A number of respondents highlighted that disabled people were potentially already more likely to be living in poverty and to be vulnerable. Being required to repay erroneous payments was therefore likely to increase financial hardship. Particular concern related to overpayments being recovered even when an official from Social Security Scotland had made the mistake, as it was believed that this was completely inappropriate. Further disappointment was expressed that there was no provision for discretion not to recover, particularly in a situation where official errors were made. It was suggested that if the applicant had completed the process appropriately and the agency had made the error then overpayment should not be recovered:

"If an individual has given all the information asked for or informed of any changes and an error still takes place, they should not be held liable to repay any monies. Official error or bad advice from the Social Security Agency should not result in recoverable overpayments." (Health Organisation)

"The regulations allow the government to recoup the overpayment. This is the case even when the overpayment is through no fault of the disabled person and caused by an error from the government. Due to the risk of creating financial hardship for an already disadvantaged group, over payments should not be reclaimed when the disabled person was not at fault." (Third Sector Organisation)

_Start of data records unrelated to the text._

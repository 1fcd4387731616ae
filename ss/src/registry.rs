//! Conversation-keyed registry of sessions

use std::collections::HashMap;

use tracing::debug;

use crate::session::Session;

/// Owns one [`Session`] per conversation id
///
/// The registry itself is synchronous; callers are responsible for
/// serializing access per conversation (turns of the same conversation must
/// not interleave).
#[derive(Debug)]
pub struct SessionRegistry<S, P> {
    sessions: HashMap<String, Session<S, P>>,
}

impl<S, P> Default for SessionRegistry<S, P> {
    fn default() -> Self {
        Self::new()
    }
}

impl<S, P> SessionRegistry<S, P> {
    /// Create an empty registry
    pub fn new() -> Self {
        Self {
            sessions: HashMap::new(),
        }
    }

    /// Get or create the session for a conversation
    pub fn session_mut(&mut self, conversation_id: &str) -> &mut Session<S, P> {
        if !self.sessions.contains_key(conversation_id) {
            debug!(%conversation_id, "SessionRegistry::session_mut: creating session");
        }
        self.sessions.entry(conversation_id.to_string()).or_default()
    }

    /// Look up an existing session without creating one
    pub fn get(&self, conversation_id: &str) -> Option<&Session<S, P>> {
        self.sessions.get(conversation_id)
    }

    /// Drop a conversation's session entirely
    pub fn remove(&mut self, conversation_id: &str) -> Option<Session<S, P>> {
        debug!(%conversation_id, "SessionRegistry::remove: called");
        self.sessions.remove(conversation_id)
    }

    /// Number of tracked conversations
    pub fn len(&self) -> usize {
        self.sessions.len()
    }

    /// Whether any conversations are tracked
    pub fn is_empty(&self) -> bool {
        self.sessions.is_empty()
    }
}

#[cfg(test)]
mod tests {
    use super::*;

    #[test]
    fn test_sessions_are_isolated_per_conversation() {
        let mut registry: SessionRegistry<u32, String> = SessionRegistry::new();

        registry.session_mut("conv-a").commit(1);
        registry.session_mut("conv-a").commit(2);
        registry.session_mut("conv-b").commit(10);

        assert_eq!(registry.get("conv-a").unwrap().current(), Some(&2));
        assert_eq!(registry.get("conv-b").unwrap().current(), Some(&10));
        assert_eq!(registry.len(), 2);
    }

    #[test]
    fn test_remove_forgets_conversation() {
        let mut registry: SessionRegistry<u32, String> = SessionRegistry::new();
        registry.session_mut("conv-a").commit(1);

        assert!(registry.remove("conv-a").is_some());
        assert!(registry.get("conv-a").is_none());
        assert!(registry.is_empty());
    }

    #[test]
    fn test_session_mut_creates_on_demand() {
        let mut registry: SessionRegistry<u32, String> = SessionRegistry::new();
        assert!(registry.get("conv-a").is_none());
        assert_eq!(registry.session_mut("conv-a").current(), None);
        assert!(registry.get("conv-a").is_some());
    }
}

One organisation recommended that a specific entry in the legislation should be added to account for departmental error and to ease people's concerns. Several others stressed that it was appropriate for legislation related to repayments to be updated to ensure protection of disabled individuals in line with the Social Security Administration Act 1992.

Clarification was also sought about how a 'reasonable level' of repayment instalments would be determined, particularly since Adult Disability Payment is not means tested:

"…an explanation of how a "reasonable level" will be assessed in respect of a claimant's ability to repay an overpayment is needed - we would like to see income and expenditure both being considered as income alone is not an indicator of affordability. Further clarification on whether income from other benefit payments and/or salaries etc., will be considered is needed and reflections on the appropriateness of this given that Adult Disability Payment is not means tested." (Disabled People's Organisation)

One organisation also expressed that there may be value in the Scottish Government setting out a framework for recovery rates:

"We acknowledge that it may not be appropriate to include such a framework in regulations, although the requirement for such a framework could be included. It may also provide comfort and certainty to claimants if a maximum recovery rate is set in regulations…There should also be an obligation on Scottish Ministers to provide individuals with a period of notice prior to making direct deductions from awards." (Public Organisation)

This same organisation, suggested that a further framework, the need for which could also be provided for in regulations, should set out what is and is not reasonable in terms of consent and would help to provide the necessary clarity.

Few respondents considered it appropriate that overpayments should be returned. In such cases, respondents emphasised that if repayment was necessary this should be arranged in small, manageable instalments, with a proviso that the repayments should not be so onerous as to affect the individual from being able to manage the costs of daily life. Importantly, it was considered important to provide individuals with sufficient time to make repayments.